What the exercise asks | Would you show every line from the records that holds "entities"?

Saved entries:
-------
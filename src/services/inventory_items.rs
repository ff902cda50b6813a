//! Stores, clients and inventory items outside the demand path.
//!
//! Intake sets `initial_quantity` once. Later updates touch descriptive
//! columns only; quantity belongs to the coordinator and status changes are
//! limited to manual holds. Deletes are refused while anything still points
//! at the row.

use std::sync::Arc;

use rust_decimal::Decimal;
use sea_orm::{
    ActiveModelTrait, ColumnTrait, DatabaseConnection, DbErr, EntityTrait, PaginatorTrait,
    QueryFilter, QueryOrder, Set,
};
use serde::{Deserialize, Serialize};
use tracing::{info, instrument};
use utoipa::ToSchema;
use uuid::Uuid;
use validator::Validate;

use super::demand_coordinator::validate_non_negative;
use super::stock_aggregator::{self, StockView};
use super::stock_ledger;
use crate::db::in_transaction;
use crate::entities::machine::{MachineCondition, MachineStatus};
use crate::entities::{
    accessory, call, client, lease_acc_inquiry, lease_contract, lease_part_inquiry, machine,
    meter_reading, part, sale, sale_item, store, store_inquiry, ItemRef, StockStatus,
};
use crate::errors::{is_foreign_key_violation, ServiceError};
use crate::events::{Event, EventSender};

#[derive(Debug, Clone, Deserialize, Validate, ToSchema)]
pub struct CreateStoreRequest {
    #[validate(length(min = 1, max = 120))]
    pub store_name: String,
    #[validate(length(min = 1, max = 255))]
    pub location: String,
}

#[derive(Debug, Clone, Deserialize, Validate, ToSchema)]
pub struct CreateClientRequest {
    #[validate(length(min = 1, max = 255))]
    pub client_name: String,
    #[validate(length(min = 1, max = 255))]
    pub client_location: String,
}

#[derive(Debug, Clone, Deserialize, Validate, ToSchema)]
pub struct CreatePartRequest {
    pub store_id: Uuid,
    #[validate(length(min = 1, max = 255))]
    pub part_name: String,
    #[validate(length(min = 1, max = 120))]
    pub part_type: String,
    #[validate(length(min = 1, max = 120))]
    pub ref_no: String,
    #[validate(custom = "validate_non_negative")]
    pub unit_value: Decimal,
    #[validate(range(min = 0))]
    pub quantity: i32,
    #[serde(default)]
    pub is_transfer: bool,
}

#[derive(Debug, Clone, Deserialize, Validate, ToSchema)]
pub struct CreateAccessoryRequest {
    pub store_id: Uuid,
    #[validate(length(min = 1, max = 255))]
    pub acc_name: String,
    #[validate(length(min = 1, max = 120))]
    pub acc_type: String,
    #[validate(length(min = 1, max = 120))]
    pub ref_no: String,
    #[validate(custom = "validate_non_negative")]
    pub unit_value: Decimal,
    #[validate(range(min = 0))]
    pub quantity: i32,
    #[serde(default)]
    pub is_transfer: bool,
}

#[derive(Debug, Clone, Deserialize, Validate, ToSchema)]
pub struct CreateMachineRequest {
    pub store_id: Uuid,
    #[validate(length(min = 1, max = 255))]
    pub machine_name: String,
    #[validate(length(min = 1, max = 120))]
    pub machine_type: String,
    #[validate(length(min = 1, max = 120))]
    pub serial_no: String,
    pub machine_condition: MachineCondition,
    #[validate(custom = "validate_non_negative")]
    pub unit_value: Decimal,
    #[serde(default)]
    pub is_transfer: bool,
}

/// Patch for a part or accessory. `name`/`item_type` map onto
/// `part_name`/`part_type` or `acc_name`/`acc_type`.
#[derive(Debug, Clone, Default, Deserialize, Validate, ToSchema)]
pub struct UpdateStockItemRequest {
    #[validate(length(min = 1, max = 255))]
    pub name: Option<String>,
    #[validate(length(min = 1, max = 120))]
    pub item_type: Option<String>,
    #[validate(length(min = 1, max = 120))]
    pub ref_no: Option<String>,
    #[validate(custom = "validate_non_negative")]
    pub unit_value: Option<Decimal>,
    pub store_id: Option<Uuid>,
    pub is_transfer: Option<bool>,
    pub status: Option<StockStatus>,
    /// Rejected when present
    pub quantity: Option<i32>,
    /// Rejected when present
    pub initial_quantity: Option<i32>,
}

#[derive(Debug, Clone, Default, Deserialize, Validate, ToSchema)]
pub struct UpdateMachineRequest {
    #[validate(length(min = 1, max = 255))]
    pub machine_name: Option<String>,
    #[validate(length(min = 1, max = 120))]
    pub machine_type: Option<String>,
    #[validate(length(min = 1, max = 120))]
    pub serial_no: Option<String>,
    pub machine_condition: Option<MachineCondition>,
    #[validate(custom = "validate_non_negative")]
    pub unit_value: Option<Decimal>,
    pub store_id: Option<Uuid>,
    pub is_transfer: Option<bool>,
    pub status: Option<MachineStatus>,
    /// Rejected when present
    pub quantity: Option<i32>,
}

#[derive(Debug, Clone, Serialize, ToSchema)]
pub struct PartDetail {
    #[serde(flatten)]
    pub part: part::Model,
    pub stock: StockView,
}

#[derive(Debug, Clone, Serialize, ToSchema)]
pub struct AccessoryDetail {
    #[serde(flatten)]
    pub accessory: accessory::Model,
    pub stock: StockView,
}

#[derive(Debug, Clone, Serialize, ToSchema)]
pub struct MachineDetail {
    #[serde(flatten)]
    pub machine: machine::Model,
    /// Active lease holding the machine, if any
    pub active_lease_id: Option<Uuid>,
    /// Sale line that sold the machine, if any
    pub sale_item_id: Option<Uuid>,
}

fn reject_counter_patch(quantity: Option<i32>, initial: Option<i32>) -> Result<(), ServiceError> {
    if quantity.is_some() {
        return Err(ServiceError::ValidationError(
            "quantity is maintained by sales and leases and cannot be edited".to_string(),
        ));
    }
    if initial.is_some() {
        return Err(ServiceError::ValidationError(
            "initial_quantity is fixed at intake and cannot be edited".to_string(),
        ));
    }
    Ok(())
}

pub(crate) fn duplicate(what: &str, value: &str) -> impl FnOnce(DbErr) -> ServiceError {
    let message = format!("{} {} already exists", what, value);
    move |err| {
        if crate::errors::is_unique_violation(&err) {
            ServiceError::Conflict(message)
        } else {
            ServiceError::db_error(err)
        }
    }
}

pub(crate) fn referenced_by(what: String, refs: &[(u64, &str)]) -> Result<(), ServiceError> {
    let parts: Vec<String> = refs
        .iter()
        .filter(|(count, _)| *count > 0)
        .map(|(count, label)| format!("{} {}", count, label))
        .collect();
    if parts.is_empty() {
        Ok(())
    } else {
        Err(ServiceError::ReferenceIntegrity(format!(
            "Cannot delete {}: still referenced by {}",
            what,
            parts.join(", ")
        )))
    }
}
-------
Answer box |
use crate::entities::machine::{MachineCondition, MachineStatus};
use crate::entities::{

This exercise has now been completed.